╭─ DATA RECORDS
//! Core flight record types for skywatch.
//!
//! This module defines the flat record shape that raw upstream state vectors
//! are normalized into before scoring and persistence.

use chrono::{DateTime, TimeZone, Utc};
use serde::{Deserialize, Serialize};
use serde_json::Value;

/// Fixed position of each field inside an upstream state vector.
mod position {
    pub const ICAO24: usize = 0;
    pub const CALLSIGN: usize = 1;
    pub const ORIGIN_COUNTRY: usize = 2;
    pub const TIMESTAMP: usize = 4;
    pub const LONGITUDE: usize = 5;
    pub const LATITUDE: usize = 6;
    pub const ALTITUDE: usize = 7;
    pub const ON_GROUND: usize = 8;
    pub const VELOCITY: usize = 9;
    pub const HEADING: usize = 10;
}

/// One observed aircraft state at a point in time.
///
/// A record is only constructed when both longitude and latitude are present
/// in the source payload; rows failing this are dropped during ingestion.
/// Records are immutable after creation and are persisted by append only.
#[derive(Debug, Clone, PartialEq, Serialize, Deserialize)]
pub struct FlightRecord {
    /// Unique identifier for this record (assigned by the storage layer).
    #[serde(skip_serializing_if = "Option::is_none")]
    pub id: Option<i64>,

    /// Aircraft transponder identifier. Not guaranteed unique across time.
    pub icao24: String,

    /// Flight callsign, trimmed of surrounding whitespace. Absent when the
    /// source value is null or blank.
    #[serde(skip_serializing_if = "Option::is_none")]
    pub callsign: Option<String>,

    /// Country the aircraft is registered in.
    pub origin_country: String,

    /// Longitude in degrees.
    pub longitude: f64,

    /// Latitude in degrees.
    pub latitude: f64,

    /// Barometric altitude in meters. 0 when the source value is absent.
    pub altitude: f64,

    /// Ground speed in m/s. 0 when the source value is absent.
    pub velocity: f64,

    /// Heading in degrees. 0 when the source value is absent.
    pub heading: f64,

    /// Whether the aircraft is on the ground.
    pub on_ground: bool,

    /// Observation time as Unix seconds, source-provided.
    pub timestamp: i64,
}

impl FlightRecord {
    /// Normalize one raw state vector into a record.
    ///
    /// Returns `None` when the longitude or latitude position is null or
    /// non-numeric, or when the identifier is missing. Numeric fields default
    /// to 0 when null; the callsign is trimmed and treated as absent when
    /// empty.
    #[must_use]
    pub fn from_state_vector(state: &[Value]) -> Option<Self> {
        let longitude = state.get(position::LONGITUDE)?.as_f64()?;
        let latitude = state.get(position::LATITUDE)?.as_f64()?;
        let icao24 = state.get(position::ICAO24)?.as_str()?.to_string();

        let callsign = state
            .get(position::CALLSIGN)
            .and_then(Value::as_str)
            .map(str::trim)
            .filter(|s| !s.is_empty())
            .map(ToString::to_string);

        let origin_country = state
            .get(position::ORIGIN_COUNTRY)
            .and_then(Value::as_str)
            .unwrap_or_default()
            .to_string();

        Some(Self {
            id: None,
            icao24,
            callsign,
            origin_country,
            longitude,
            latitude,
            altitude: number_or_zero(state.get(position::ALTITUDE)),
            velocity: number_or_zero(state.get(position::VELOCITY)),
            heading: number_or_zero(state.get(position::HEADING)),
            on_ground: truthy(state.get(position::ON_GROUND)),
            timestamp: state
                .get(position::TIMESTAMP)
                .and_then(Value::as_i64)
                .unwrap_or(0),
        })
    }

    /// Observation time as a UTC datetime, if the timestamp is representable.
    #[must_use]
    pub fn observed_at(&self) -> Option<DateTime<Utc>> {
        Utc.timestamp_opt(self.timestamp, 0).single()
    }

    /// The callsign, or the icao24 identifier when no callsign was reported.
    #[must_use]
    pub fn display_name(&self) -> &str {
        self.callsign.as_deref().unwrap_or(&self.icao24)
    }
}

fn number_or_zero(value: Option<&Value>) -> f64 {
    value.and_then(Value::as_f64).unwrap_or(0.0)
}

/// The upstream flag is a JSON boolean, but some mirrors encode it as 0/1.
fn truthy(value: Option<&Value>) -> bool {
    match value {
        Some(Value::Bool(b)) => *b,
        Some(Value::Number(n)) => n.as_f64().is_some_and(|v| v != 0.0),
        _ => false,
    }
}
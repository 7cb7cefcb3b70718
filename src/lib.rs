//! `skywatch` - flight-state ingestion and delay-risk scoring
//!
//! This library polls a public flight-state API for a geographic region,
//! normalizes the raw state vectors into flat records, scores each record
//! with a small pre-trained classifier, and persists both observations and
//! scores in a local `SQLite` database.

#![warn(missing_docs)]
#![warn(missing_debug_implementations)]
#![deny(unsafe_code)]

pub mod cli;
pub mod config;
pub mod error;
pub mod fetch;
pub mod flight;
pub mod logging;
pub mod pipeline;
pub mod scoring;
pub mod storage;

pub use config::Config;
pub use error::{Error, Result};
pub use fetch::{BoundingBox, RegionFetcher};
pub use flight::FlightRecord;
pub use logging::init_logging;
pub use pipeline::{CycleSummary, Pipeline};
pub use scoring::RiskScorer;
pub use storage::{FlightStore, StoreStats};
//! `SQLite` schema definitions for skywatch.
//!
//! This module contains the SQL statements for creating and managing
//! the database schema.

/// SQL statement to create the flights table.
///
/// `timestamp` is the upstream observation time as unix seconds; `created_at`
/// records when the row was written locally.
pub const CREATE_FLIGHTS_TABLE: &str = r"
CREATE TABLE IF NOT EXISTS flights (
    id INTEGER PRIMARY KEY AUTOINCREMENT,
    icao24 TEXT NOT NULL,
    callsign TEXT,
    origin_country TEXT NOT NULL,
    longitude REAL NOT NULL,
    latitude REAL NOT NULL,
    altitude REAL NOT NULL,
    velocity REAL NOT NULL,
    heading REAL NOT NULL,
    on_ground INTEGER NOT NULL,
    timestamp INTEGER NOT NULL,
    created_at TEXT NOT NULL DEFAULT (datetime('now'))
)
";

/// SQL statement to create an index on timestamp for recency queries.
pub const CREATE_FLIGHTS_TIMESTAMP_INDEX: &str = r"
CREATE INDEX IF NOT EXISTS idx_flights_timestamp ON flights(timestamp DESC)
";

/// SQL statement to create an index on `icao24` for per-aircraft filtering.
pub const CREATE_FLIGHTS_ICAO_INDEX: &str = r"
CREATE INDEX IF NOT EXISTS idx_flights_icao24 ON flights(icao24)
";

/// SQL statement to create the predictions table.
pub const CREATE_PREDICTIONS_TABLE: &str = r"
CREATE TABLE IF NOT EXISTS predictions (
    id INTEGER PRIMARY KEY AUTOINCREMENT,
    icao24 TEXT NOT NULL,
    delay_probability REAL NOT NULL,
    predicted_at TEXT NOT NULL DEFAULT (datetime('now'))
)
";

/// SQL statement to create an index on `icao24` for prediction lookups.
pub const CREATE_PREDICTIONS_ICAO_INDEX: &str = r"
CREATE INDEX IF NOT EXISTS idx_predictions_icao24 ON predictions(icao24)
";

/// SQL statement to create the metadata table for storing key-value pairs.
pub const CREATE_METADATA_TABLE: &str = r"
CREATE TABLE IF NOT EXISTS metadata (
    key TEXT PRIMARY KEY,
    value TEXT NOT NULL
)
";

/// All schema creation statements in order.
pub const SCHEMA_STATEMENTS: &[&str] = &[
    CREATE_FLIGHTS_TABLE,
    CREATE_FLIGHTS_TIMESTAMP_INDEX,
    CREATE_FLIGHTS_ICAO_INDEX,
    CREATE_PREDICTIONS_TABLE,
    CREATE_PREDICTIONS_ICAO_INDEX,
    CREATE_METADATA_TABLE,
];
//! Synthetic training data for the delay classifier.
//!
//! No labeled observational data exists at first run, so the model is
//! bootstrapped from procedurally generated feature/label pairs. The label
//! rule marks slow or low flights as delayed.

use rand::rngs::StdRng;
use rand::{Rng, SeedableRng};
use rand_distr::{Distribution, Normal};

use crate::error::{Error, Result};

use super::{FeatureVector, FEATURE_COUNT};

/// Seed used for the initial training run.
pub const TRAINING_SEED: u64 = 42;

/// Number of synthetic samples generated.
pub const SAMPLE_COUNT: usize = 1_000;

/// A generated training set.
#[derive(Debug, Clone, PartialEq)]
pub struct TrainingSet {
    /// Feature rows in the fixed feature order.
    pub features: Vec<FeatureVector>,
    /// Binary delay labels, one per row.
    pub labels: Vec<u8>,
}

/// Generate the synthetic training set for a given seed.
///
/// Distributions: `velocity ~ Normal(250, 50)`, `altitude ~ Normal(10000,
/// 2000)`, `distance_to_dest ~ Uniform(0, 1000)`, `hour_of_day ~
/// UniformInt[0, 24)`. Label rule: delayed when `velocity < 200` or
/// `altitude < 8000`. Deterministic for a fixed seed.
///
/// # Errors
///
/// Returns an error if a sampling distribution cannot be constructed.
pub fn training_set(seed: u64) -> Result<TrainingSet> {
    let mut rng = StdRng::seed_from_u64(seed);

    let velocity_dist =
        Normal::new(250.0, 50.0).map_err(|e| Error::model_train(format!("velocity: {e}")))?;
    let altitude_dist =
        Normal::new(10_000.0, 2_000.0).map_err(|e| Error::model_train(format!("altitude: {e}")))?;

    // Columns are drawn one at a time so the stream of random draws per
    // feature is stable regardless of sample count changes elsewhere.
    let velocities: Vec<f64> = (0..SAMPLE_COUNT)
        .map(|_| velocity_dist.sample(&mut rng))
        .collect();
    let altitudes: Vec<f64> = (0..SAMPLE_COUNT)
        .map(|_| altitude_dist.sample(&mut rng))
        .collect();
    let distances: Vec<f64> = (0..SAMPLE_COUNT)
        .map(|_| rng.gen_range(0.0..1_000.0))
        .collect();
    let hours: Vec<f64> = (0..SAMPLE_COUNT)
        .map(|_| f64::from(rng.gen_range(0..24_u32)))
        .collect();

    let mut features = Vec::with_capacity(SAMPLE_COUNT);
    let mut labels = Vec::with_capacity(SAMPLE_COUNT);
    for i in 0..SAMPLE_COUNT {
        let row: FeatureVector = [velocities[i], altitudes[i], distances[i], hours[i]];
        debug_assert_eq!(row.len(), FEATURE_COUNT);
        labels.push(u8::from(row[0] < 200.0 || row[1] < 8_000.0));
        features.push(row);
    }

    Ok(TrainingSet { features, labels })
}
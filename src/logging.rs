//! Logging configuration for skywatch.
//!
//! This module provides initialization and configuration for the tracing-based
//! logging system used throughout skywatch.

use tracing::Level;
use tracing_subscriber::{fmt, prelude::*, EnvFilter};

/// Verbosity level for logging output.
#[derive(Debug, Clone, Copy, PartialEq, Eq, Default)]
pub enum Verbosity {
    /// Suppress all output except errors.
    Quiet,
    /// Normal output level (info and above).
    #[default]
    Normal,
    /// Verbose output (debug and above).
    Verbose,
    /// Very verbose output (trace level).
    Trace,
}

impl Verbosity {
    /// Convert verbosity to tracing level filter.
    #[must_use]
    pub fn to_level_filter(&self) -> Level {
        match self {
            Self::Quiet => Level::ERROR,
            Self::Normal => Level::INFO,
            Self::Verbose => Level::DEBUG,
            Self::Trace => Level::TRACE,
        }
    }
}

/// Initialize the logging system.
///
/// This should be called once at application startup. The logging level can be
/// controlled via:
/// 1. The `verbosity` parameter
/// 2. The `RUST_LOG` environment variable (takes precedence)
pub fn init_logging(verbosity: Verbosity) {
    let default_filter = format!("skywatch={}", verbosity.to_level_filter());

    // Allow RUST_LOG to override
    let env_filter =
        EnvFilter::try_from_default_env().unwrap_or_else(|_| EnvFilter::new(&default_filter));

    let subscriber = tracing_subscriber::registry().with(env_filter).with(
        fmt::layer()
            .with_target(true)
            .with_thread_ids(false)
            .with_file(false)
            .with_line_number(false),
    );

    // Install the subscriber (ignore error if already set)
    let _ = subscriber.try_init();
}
╰─
* **YOUR GOAL**: The result is a copy of every line above where the word "features" shows up.

* **WRITTEN REPLY**:
    pub features: Vec<FeatureVector>,
    let mut features = Vec::with_capacity(SAMPLE_COUNT);
        features.push(row);
    Ok(TrainingSet { features, labels })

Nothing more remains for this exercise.